▶ [THE PROBLEM]
Return the run of lines below that opens with the line containing "of raw contributions." and closes with the line containing "pub const ROW_COUNT: i32 = 16;", keeping each one exact.

[Stored data entries]
○ ○ ○ ○ ○ ○ ○

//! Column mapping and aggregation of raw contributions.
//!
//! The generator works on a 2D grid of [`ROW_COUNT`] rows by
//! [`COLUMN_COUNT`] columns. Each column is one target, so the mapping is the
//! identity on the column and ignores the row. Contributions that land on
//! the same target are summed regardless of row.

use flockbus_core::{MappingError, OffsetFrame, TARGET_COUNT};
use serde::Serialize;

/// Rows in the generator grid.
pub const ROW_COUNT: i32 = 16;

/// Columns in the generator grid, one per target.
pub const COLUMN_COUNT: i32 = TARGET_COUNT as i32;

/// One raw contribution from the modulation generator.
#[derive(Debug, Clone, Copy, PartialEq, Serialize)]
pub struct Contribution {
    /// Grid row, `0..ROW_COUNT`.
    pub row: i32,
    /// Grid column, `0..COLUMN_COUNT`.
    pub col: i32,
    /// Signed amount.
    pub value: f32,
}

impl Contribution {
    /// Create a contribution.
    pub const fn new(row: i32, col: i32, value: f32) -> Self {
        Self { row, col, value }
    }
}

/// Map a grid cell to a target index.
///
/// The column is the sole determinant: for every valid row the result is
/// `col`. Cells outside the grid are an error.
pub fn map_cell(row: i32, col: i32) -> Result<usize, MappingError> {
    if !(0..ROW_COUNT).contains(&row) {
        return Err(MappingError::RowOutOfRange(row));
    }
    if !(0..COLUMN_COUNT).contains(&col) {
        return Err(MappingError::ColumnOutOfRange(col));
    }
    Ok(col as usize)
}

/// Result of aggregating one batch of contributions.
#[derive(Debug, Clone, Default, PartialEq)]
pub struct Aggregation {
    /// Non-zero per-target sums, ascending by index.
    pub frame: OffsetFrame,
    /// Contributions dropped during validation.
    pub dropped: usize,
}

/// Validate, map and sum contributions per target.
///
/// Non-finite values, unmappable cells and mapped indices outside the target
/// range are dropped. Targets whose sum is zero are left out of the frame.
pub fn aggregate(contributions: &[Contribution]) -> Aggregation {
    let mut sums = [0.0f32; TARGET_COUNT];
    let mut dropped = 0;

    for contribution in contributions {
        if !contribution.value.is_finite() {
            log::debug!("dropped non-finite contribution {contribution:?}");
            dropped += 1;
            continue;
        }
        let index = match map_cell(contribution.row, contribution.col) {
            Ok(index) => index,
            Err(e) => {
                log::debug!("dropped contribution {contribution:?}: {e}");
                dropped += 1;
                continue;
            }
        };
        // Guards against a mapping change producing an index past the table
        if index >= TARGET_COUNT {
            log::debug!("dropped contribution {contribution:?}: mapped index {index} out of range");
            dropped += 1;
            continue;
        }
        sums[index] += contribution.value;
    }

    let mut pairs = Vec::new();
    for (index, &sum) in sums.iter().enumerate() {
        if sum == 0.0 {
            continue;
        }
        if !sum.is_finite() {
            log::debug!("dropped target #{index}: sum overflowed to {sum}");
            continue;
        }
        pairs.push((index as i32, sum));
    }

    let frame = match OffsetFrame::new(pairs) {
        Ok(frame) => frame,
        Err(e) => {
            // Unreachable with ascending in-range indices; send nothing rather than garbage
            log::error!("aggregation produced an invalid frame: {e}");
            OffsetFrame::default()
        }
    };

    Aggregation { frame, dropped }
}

○ ○ ○ ○ ○ ○ ○

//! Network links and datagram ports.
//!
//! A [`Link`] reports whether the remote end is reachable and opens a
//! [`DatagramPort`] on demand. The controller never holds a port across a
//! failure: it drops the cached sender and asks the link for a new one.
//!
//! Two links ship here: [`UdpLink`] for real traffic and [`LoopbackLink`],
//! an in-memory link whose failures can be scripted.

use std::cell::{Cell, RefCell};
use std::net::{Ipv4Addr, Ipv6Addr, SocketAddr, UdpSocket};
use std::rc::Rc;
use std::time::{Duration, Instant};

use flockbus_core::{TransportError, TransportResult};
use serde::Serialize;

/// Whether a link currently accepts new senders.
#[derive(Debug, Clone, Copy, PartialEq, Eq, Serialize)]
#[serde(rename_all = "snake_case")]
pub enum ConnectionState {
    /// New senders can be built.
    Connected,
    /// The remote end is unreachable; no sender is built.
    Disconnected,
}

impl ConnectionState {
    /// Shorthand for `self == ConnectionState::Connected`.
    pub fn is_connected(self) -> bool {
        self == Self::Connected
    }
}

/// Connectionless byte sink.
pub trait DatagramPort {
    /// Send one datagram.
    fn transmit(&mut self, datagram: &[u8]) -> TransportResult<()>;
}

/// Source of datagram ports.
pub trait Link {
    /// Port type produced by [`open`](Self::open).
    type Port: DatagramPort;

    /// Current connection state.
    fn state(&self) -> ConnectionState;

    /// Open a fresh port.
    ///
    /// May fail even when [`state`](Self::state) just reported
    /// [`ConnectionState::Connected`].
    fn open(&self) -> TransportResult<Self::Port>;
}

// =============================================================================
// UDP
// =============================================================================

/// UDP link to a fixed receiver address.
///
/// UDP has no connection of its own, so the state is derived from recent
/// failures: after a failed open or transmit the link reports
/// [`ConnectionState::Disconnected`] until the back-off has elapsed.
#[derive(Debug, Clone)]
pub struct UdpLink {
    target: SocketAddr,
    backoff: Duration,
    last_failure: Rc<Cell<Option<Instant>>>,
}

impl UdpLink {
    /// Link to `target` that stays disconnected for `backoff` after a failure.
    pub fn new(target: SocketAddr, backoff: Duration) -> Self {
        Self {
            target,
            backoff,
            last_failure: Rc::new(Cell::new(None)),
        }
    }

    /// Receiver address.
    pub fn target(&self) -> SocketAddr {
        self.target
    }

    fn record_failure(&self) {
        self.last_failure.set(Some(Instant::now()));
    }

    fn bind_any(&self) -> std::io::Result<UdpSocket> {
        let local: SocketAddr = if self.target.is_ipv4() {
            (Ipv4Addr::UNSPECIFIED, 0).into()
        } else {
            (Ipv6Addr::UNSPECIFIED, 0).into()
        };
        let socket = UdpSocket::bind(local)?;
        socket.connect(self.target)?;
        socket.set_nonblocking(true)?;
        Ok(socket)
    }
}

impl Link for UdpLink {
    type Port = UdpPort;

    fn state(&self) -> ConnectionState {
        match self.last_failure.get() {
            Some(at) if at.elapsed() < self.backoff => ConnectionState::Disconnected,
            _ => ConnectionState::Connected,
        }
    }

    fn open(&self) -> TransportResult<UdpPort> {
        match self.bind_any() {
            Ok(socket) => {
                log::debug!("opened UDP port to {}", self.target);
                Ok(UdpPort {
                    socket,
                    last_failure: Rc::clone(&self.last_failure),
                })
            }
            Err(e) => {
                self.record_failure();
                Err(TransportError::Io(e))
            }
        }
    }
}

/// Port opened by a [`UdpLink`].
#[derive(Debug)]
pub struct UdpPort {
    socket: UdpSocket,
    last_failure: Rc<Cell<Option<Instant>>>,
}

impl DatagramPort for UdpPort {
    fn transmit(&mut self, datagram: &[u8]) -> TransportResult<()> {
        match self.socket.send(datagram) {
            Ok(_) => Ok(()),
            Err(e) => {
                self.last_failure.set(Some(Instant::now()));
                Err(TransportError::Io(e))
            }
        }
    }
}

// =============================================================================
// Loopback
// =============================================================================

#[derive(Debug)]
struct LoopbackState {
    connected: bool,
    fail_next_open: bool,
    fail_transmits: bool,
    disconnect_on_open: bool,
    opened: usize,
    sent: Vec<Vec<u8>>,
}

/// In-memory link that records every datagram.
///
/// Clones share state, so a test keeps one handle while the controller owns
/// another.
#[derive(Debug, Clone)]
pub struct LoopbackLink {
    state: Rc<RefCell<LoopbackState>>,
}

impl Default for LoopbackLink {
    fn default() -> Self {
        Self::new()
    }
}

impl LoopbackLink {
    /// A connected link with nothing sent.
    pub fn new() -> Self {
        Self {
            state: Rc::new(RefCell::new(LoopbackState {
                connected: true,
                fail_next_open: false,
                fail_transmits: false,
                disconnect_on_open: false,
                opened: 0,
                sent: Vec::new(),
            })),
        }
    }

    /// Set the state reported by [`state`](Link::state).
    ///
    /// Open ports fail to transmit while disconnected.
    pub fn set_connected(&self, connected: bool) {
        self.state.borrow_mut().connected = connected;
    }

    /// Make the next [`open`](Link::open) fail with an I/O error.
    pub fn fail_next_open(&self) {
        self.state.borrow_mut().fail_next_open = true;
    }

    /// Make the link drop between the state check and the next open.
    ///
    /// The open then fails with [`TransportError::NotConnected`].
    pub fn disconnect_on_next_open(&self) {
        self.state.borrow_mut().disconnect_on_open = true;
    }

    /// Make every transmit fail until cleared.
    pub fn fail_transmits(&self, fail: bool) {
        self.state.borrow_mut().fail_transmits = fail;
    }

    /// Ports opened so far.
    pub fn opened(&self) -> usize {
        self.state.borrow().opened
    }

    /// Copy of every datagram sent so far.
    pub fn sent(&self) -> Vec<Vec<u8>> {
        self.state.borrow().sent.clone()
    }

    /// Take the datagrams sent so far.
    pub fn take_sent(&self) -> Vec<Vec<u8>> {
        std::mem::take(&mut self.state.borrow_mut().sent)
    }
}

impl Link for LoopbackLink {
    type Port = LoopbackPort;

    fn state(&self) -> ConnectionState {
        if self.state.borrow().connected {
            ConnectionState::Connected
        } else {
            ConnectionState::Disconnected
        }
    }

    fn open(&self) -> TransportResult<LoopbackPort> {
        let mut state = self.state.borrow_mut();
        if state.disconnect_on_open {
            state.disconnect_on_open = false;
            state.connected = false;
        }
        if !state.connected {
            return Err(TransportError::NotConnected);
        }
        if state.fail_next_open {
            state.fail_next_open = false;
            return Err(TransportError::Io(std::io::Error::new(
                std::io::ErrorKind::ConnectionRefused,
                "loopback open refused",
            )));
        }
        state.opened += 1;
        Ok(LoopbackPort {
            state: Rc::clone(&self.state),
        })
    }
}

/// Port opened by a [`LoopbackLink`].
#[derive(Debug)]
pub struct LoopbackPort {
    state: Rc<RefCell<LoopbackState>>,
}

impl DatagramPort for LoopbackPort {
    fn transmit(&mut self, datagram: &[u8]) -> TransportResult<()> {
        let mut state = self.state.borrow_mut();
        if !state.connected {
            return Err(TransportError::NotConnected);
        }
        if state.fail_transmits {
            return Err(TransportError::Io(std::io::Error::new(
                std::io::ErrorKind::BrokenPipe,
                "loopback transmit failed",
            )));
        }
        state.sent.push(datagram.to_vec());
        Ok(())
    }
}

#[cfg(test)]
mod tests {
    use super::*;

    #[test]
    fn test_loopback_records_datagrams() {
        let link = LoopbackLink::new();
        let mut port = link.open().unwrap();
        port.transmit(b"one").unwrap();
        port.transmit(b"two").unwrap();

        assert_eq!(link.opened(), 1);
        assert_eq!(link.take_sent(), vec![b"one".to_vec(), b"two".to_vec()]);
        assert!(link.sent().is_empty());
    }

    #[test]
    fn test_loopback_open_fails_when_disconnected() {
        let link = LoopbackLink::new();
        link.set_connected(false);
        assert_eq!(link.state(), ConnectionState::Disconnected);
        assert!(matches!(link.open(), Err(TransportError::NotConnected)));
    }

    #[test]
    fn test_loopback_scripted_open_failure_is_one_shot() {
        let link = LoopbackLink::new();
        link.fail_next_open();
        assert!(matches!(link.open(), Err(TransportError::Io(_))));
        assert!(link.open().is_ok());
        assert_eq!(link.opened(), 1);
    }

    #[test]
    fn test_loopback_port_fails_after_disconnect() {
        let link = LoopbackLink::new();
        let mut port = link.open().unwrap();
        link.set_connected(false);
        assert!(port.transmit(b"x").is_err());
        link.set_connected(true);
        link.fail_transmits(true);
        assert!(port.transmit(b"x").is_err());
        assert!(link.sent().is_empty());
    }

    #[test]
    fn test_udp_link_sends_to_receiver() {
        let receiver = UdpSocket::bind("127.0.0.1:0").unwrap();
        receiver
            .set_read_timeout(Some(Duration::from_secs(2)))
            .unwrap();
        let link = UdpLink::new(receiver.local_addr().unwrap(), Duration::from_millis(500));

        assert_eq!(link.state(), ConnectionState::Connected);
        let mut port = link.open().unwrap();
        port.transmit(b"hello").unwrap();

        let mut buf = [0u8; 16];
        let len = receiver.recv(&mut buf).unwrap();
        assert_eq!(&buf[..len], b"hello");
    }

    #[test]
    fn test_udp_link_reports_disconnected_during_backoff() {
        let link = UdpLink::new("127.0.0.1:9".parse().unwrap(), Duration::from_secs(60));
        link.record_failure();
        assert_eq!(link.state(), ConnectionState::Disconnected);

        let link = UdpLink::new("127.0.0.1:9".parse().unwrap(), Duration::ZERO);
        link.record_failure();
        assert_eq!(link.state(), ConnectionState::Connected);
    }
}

○ ○ ○ ○ ○ ○ ○

▶ [RESULT BELOW]
//! Column mapping and aggregation of raw contributions.
//!
//! The generator works on a 2D grid of [`ROW_COUNT`] rows by
//! [`COLUMN_COUNT`] columns. Each column is one target, so the mapping is the
//! identity on the column and ignores the row. Contributions that land on
//! the same target are summed regardless of row.

use flockbus_core::{MappingError, OffsetFrame, TARGET_COUNT};
use serde::Serialize;

/// Rows in the generator grid.
pub const ROW_COUNT: i32 = 16;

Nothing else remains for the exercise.